Brazilian authorities estimate that over half of the Yanomami in the country have elevated mercury in their blood. That problem loomed large in the government’s decision to crack down on illegal mining on the tribe’s lands. In particular, officials cite rising rates of malnutrition among tribal members. Not only are many tribal members refusing to eat fish out of concern about exposure to mercury from the gold operations, but fish populations are declining because the region’s rampant mining has increased water turbidity, authorities say.

Heightened worry about mercury from illegal gold operations add to longstanding concern about miners spreading other diseases to which the indigenous Yanomami have little or no natural resistance. Since tribal members live communally—in large, oval dwellings called shabonos—the spread of such diseases can be rapid. Brazil’s Indigenous Peoples Ministry claims that last year, nearly 100 Yanomami children from one to four years old died due mainly to malnutrition, pneumonia, and diarrhea linked to the presence of wildcat gold miners on their land.
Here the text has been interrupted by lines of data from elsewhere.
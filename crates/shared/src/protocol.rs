use serde::{Deserialize, Serialize};

use crate::domain::{
    Assignment, Congruency, ItemId, ItemRole, PageNumber, ParticipantId, SessionId, VideoItem,
};

#[derive(Debug, Clone, Serialize, Deserialize)]
pub struct SessionStart {
    pub session_id: SessionId,
    pub participant_id: ParticipantId,
    pub total_pages: usize,
    pub last_page: PageNumber,
}

#[derive(Debug, Clone, Serialize, Deserialize)]
pub struct PageItemView {
    #[serde(flatten)]
    pub item: VideoItem,
    pub role: ItemRole,
    #[serde(default, skip_serializing_if = "Option::is_none")]
    pub thumbnail_url: Option<String>,
}

/// Everything a host needs to draw the current choice screen.
#[derive(Debug, Clone, Serialize, Deserialize)]
pub struct PageView {
    pub session_id: SessionId,
    pub participant_id: ParticipantId,
    pub page: PageNumber,
    /// 1-based position of `page` in the walk.
    pub position: usize,
    pub total_pages: usize,
    pub last_page: PageNumber,
    pub items: Vec<PageItemView>,
    #[serde(default, skip_serializing_if = "Option::is_none")]
    pub assignment: Option<Assignment>,
    #[serde(default, skip_serializing_if = "Option::is_none")]
    pub selection: Option<ItemId>,
    pub completed: bool,
    #[serde(default, skip_serializing_if = "Option::is_none")]
    pub warning: Option<String>,
}

#[derive(Debug, Clone, Serialize, Deserialize)]
pub struct SelectRequest {
    pub page: PageNumber,
    pub item_id: ItemId,
}

#[derive(Debug, Clone, Serialize, Deserialize)]
pub struct Selection {
    pub page: PageNumber,
    #[serde(default, skip_serializing_if = "Option::is_none")]
    pub selection: Option<ItemId>,
    /// False when the request was ignored (foreign item, stale page, finished session).
    pub accepted: bool,
}

#[derive(Debug, Clone, Serialize, Deserialize)]
pub struct AdvanceRequest {
    pub page: PageNumber,
}

#[derive(Debug, Clone, PartialEq, Eq, Serialize, Deserialize)]
#[serde(tag = "type", content = "payload", rename_all = "snake_case")]
pub enum AdvanceOutcome {
    Advanced {
        logged: bool,
        next_page: PageNumber,
    },
    Completed {
        logged: bool,
    },
    /// The page was already advanced past; nothing changed.
    AlreadyAdvanced {
        current_page: PageNumber,
    },
}

#[derive(Debug, Clone, PartialEq, Eq, Serialize, Deserialize)]
pub struct PageSelection {
    pub page: PageNumber,
    pub item_id: ItemId,
}

#[derive(Debug, Clone, Serialize, Deserialize)]
pub struct SessionSnapshot {
    pub session_id: SessionId,
    pub participant_id: ParticipantId,
    pub page_index: usize,
    pub current_page: PageNumber,
    pub completed: bool,
    pub selections: Vec<PageSelection>,
    pub logged_pages: Vec<PageNumber>,
}

/// One logged choice. Field names are the column/JSON names the log consumers expect.
#[derive(Debug, Clone, PartialEq, Eq, Serialize, Deserialize)]
pub struct ChoiceRecord {
    pub timestamp_et: String,
    pub participant_id: ParticipantId,
    pub page: PageNumber,
    pub chosen_internal_id: ItemId,
    pub chosen_title: String,
    pub chosen_vid_id: String,
    pub control_internal_id: Option<ItemId>,
    pub control_vid_id: Option<String>,
    pub treated_internal_id: Option<ItemId>,
    pub treated_vid_id: Option<String>,
    pub treated_image_congruency: Option<Congruency>,
    pub treated_text_congruency: Option<Congruency>,
}
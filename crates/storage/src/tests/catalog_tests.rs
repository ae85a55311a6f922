use super::*;

fn record(id: &str, page: u32) -> String {
    format!(
        r#"{{"id":"{id}","page":{page},"vid_id":"vid-{id}","title":"Video {id}","channel":"Chan","duration":"3:21","views":"1.2M views","years":"2 years ago","profile":"https://example.com/{id}.png"}}"#
    )
}

#[test]
fn groups_items_by_page_in_sorted_order() {
    let raw = format!(
        "[{},{},{},{}]",
        record("b1", 2),
        record("a1", 1),
        record("b2", 2),
        record("a2", 1)
    );
    let catalog = Catalog::from_json_str(&raw, MAX_PAGES).expect("catalog");

    assert_eq!(catalog.pages(), &[PageNumber(1), PageNumber(2)]);
    let page_one: Vec<&str> = catalog
        .items_on(PageNumber(1))
        .iter()
        .map(|item| item.id.as_str())
        .collect();
    assert_eq!(page_one, vec!["a1", "a2"]);
    assert_eq!(catalog.items_on(PageNumber(2))[0].title, "Video b1");
    assert!(catalog.warnings().is_empty());
}

#[test]
fn missing_page_defaults_to_first_page_and_integer_ids_are_accepted() {
    let raw = r#"[{"id": 7, "vid_id": "abc"}, {"id": "8", "vid_id": "def"}]"#;
    let catalog = Catalog::from_json_str(raw, MAX_PAGES).expect("catalog");

    assert_eq!(catalog.pages(), &[PageNumber(1)]);
    let items = catalog.items_on(PageNumber(1));
    assert_eq!(items[0].id, ItemId::from("7"));
    assert_eq!(items[0].title, "");
}

#[test]
fn truncates_walk_to_max_pages() {
    let records: Vec<String> = (1..=12)
        .flat_map(|page| vec![record(&format!("p{page}a"), page), record(&format!("p{page}b"), page)])
        .collect();
    let raw = format!("[{}]", records.join(","));
    let catalog = Catalog::from_json_str(&raw, MAX_PAGES).expect("catalog");

    assert_eq!(catalog.pages().len(), 10);
    assert_eq!(catalog.last_page(), Some(PageNumber(10)));
    assert!(catalog.items_on(PageNumber(11)).is_empty());
    assert!(catalog.warnings().contains(&CatalogWarning::PagesTruncated {
        dropped: vec![PageNumber(11), PageNumber(12)],
    }));
}

#[test]
fn odd_item_count_is_a_warning_not_an_error() {
    let raw = format!("[{},{},{}]", record("a1", 1), record("a2", 1), record("a3", 1));
    let catalog = Catalog::from_json_str(&raw, MAX_PAGES).expect("catalog");

    assert_eq!(catalog.items_on(PageNumber(1)).len(), 3);
    assert_eq!(
        catalog.warnings(),
        &[CatalogWarning::UnexpectedItemCount {
            page: PageNumber(1),
            count: 3
        }]
    );
    assert!(catalog
        .page_warning(PageNumber(1))
        .expect("warning")
        .contains("found 3"));
}

#[test]
fn non_positive_pages_are_dropped_from_the_walk() {
    let raw = format!("[{},{},{}]", record("z", 0), record("a1", 1), record("a2", 1));
    let catalog = Catalog::from_json_str(&raw, MAX_PAGES).expect("catalog");

    assert_eq!(catalog.pages(), &[PageNumber(1)]);
    assert_eq!(catalog.item_count(), 2);
    assert!(matches!(
        catalog.warnings()[0],
        CatalogWarning::PageOutOfRange { page: 0, .. }
    ));
}

#[test]
fn empty_metadata_yields_zero_pages() {
    let catalog = Catalog::from_json_str("[]", MAX_PAGES).expect("catalog");
    assert!(catalog.is_empty());
    assert_eq!(catalog.last_page(), None);
}

#[test]
fn rejects_duplicate_and_incomplete_records() {
    let duplicate = format!("[{},{}]", record("a1", 1), record("a1", 2));
    assert!(matches!(
        Catalog::from_json_str(&duplicate, MAX_PAGES),
        Err(CatalogError::DuplicateId(id)) if id.as_str() == "a1"
    ));

    let no_id = r#"[{"vid_id": "abc"}]"#;
    assert!(matches!(
        Catalog::from_json_str(no_id, MAX_PAGES),
        Err(CatalogError::MissingId { index: 0 })
    ));

    let no_vid = r#"[{"id": "a1"}]"#;
    assert!(matches!(
        Catalog::from_json_str(no_vid, MAX_PAGES),
        Err(CatalogError::MissingVidId { .. })
    ));

    assert!(matches!(
        Catalog::from_json_str("{\"not\": \"a list\"}", MAX_PAGES),
        Err(CatalogError::Parse(_))
    ));
}

#[test]
fn missing_file_is_reported_with_its_path() {
    let dir = tempfile::tempdir().expect("tempdir");
    let path = dir.path().join("video_metadata.json");
    let err = Catalog::load(&path, MAX_PAGES).expect_err("should fail");
    assert!(err.to_string().contains("video_metadata.json"));
}

#[test]
fn loads_catalog_from_disk() {
    let dir = tempfile::tempdir().expect("tempdir");
    let path = dir.path().join("video_metadata.json");
    fs::write(&path, format!("[{},{}]", record("a1", 1), record("a2", 1))).expect("write");

    let catalog = Catalog::load(&path, MAX_PAGES).expect("catalog");
    assert_eq!(catalog.item_count(), 2);
}
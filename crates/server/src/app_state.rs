use session::SurveyContext;
use storage::Storage;

use crate::thumbnails::ThumbnailResolver;

#[derive(Clone)]
pub(crate) struct AppState {
    pub(crate) survey: SurveyContext,
    pub(crate) thumbnails: ThumbnailResolver,
    /// Present when the choice log is the SQLite sink; `/healthz` probes it.
    pub(crate) storage: Option<Storage>,
}
use std::path::{Path, PathBuf};

use shared::{
    domain::{Assignment, ItemRole, VideoItem},
    protocol::PageView,
};

pub const ASSET_ROUTE_PREFIX: &str = "/thumbnails";

#[derive(Debug, Clone, Default)]
pub struct ThumbnailResolver {
    dir: Option<PathBuf>,
}

impl ThumbnailResolver {
    pub fn new(dir: Option<PathBuf>) -> Self {
        Self { dir }
    }

    pub fn dir(&self) -> Option<&Path> {
        self.dir.as_deref()
    }

    /// File name of the variant asset for `item`, if its role has one.
    pub fn local_file_name(
        item: &VideoItem,
        role: ItemRole,
        assignment: Option<&Assignment>,
    ) -> Option<String> {
        match (role, assignment) {
            (ItemRole::Control, Some(_)) => Some(format!("{}_control.jpg", item.vid_id)),
            (ItemRole::Treated, Some(assignment)) => Some(format!(
                "{}_image_{}_text_{}.jpg",
                item.vid_id,
                assignment.image_congruency.as_str(),
                assignment.text_congruency.as_str()
            )),
            _ => None,
        }
    }

    pub fn remote_url(vid_id: &str) -> String {
        format!("https://img.youtube.com/vi/{vid_id}/hqdefault.jpg")
    }

    /// Local asset route when the variant file exists, the public thumbnail otherwise.
    pub async fn resolve(
        &self,
        item: &VideoItem,
        role: ItemRole,
        assignment: Option<&Assignment>,
    ) -> String {
        if let (Some(dir), Some(file)) = (self.dir(), Self::local_file_name(item, role, assignment)) {
            if tokio::fs::try_exists(dir.join(&file)).await.unwrap_or(false) {
                return format!("{ASSET_ROUTE_PREFIX}/{file}");
            }
        }
        Self::remote_url(&item.vid_id)
    }

    pub async fn decorate(&self, view: &mut PageView) {
        let assignment = view.assignment.clone();
        for entry in &mut view.items {
            entry.thumbnail_url =
                Some(self.resolve(&entry.item, entry.role, assignment.as_ref()).await);
        }
    }

    /// Path of a served asset, or `None` when the name could escape the directory.
    pub fn asset_path(&self, file: &str) -> Option<PathBuf> {
        let dir = self.dir()?;
        let safe = !file.is_empty()
            && !file.contains(['/', '\\'])
            && file != "."
            && file != ".."
            && !file.starts_with('.');
        safe.then(|| dir.join(file))
    }
}

#[cfg(test)]
#[path = "tests/thumbnails_tests.rs"]
mod tests;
Bolsonaro’s role spotlighted

Alberto Terena, coordinator of the Brazilian Indigenous Peoples’ Liaison (APIB), the country’s largest indigenous association, claims that in the last four years, preventable conditions linked to mining have claimed over 500 tribal members, most of them young children. Terena blames Bolsonaro, the right-wing president Lula replaced on Jan. 1 of this year.

Bolsonaro, the son of a legal miner in the Amazon in the 1980s, proposed legislation while he was president to legalize mining on indigenous lands. He also issued decrees to facilitate such mining, and drew wide criticism for taking little action to prevent Covid-19 from spreading among indigenous peoples, including the Yanomami.

“Bolsonaro did nothing to protect the Yanomami and other indigenous peoples from illegal gold miners because he didn’t see them as having the same human rights as non-indigenous peoples,” Terena told EcoAméricas.

Two days after Lula’s Jan. 21 tweet describing the Yanomamis’ plight as genocide, Flavio Dino, Brazil’s Minister of Justice and Public Security, ordered the Federal Police to investigate whether the crime of genocide had been committed against the Yanomami. The order, citing the deaths of 99 Yanomami children from illnesses linked to mining impacts, said 21 documented appeals to the previous government to help the Yanomami went ignored.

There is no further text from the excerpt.